Entre tanto, los días iban pasando, y yo contemplaba, mudo y electrizado, cómo en el gabinete más espacioso de la casa se renovaba todo su contenido, y se entretejían y barajaban muebles y cachivaches que yo llamaría, si se me permitiera, _masculinos_ y _femeninos_, con algún otro, más importante, del género _común de dos_; pasaba diaria revista á los regalos que hacían á Clara sus amigos y los míos; le enseñaba los recibidos por mí, que no eran muchos, y nos regalábamos mutuamente tal cual alhaja y muchas miradas y muchas promesas, cada cual en su estilo: yo siempre verboso y apasionado; ella serena y fría, pero dando las lumbres á tiempo como los pedernales...
Y así fué acabándose abril muy poco á poco; y empezó mayo con sus flores y sus pájaros... y sus _nidos_. Y un día me dijo Clara:
--Éste es el _nuestro_,--mostrándome hasta el fondo del recién preparado gabinete, verdadero nido de amores, entre bóvedas de misterioso ramaje.
Y aquella misma noche troqué por el dulce calor de sus blandos algodones, las yermas soledades y el frío de mis playas de soltero.
[Ilustración]
[Ilustración]
XXIX
* * * * *
Entre otras mil razones, porque el destino que desempeño aquí le tengo á la puerta de casa, como quien dice; es cómodo, sin responsabilidad alguna para mí...
--También es obscuro.
--Otra razón más en su favor: nadie repara en él, ni en mí, ni en ustedes...

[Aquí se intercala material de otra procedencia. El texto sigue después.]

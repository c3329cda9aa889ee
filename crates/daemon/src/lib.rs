// SPDX-License-Identifier: BUSL-1.1
// Copyright (c) 2026 Alfred Jean LLC

//! Autonomy V2 daemon: an axum HTTP control plane over `av-storage` and
//! `av-engine`, plus the background worker loop gated by `av-engine`'s
//! worker guard.

// Allow panic!/unwrap/expect in test code
#![cfg_attr(test, allow(clippy::panic))]
#![cfg_attr(test, allow(clippy::unwrap_used))]
#![cfg_attr(test, allow(clippy::expect_used))]

pub mod auth;
pub mod config;
pub mod error;
pub mod routes;
pub mod state;

pub use config::{Config, ConfigError};
pub use error::ApiError;
pub use routes::build_router;
pub use state::AppState;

--¡Sí, á fuerza de escondernos, de encerrarnos, como si hubiéramos robado la tienda de la esquina!... ¡Hijo, que también se cansa una de tan largo cautiverio, y desea aire libre y movimiento... y sociedad!
--Pues á ese recogimiento deben ustedes la tranquilidad con que viven á estas horas. Déjenle de repente, y aparezca mi mujer en primera fila ostentando los relumbrones del cargo de su marido, y se excitará la curiosidad pública; y unos dirán que blanco, y otros que negro; y lo olvidado reaparecerá...
--¡En provincias?... ¡Inocente!
--En provincias, señora, se toman esas cosas más por lo serio que en Madrid... Además, yo no entiendo jota del papel que entonces me correspondería desempeñar; me falta la experiencia; soy un recién llegado al campo de la política... y luego es oficio caro: exige una ostentación que no cabe en el sueldo que dan por ejercerle...
--¡Hijo! ¿También eres de los que suman y restan los dineros?
--Señora, yo no sé que los dineros tengan la propiedad de estirarse á capricho de la necesidad; y no teniéndola, no conozco otro modo de vivir sin trampas y con sosiego.
--¡Bah! déjate de boberías y de ranciedades de antaño, y aprovecha esa ocasión de dar á tu mujer el brillo que merece. «¡La señora del gobernador civil de una provincia de primer orden!» Compárame esto con «la mujer de un empleado del ministerio de la Gobernación»; y si no salta á tus ojos la diferencia, te digo que no tienes sangre.
--Pues precisamente porque la tengo y veo esa diferencia, pienso como pienso.
--¡Y dígote! Una capital de puerto de mar; y el verano asomando, ¡con unos calores que nos matarán en este Madrid de fuego! Hasta por la salud, hombre, hasta por la salud nos conviene ese cambio de destino.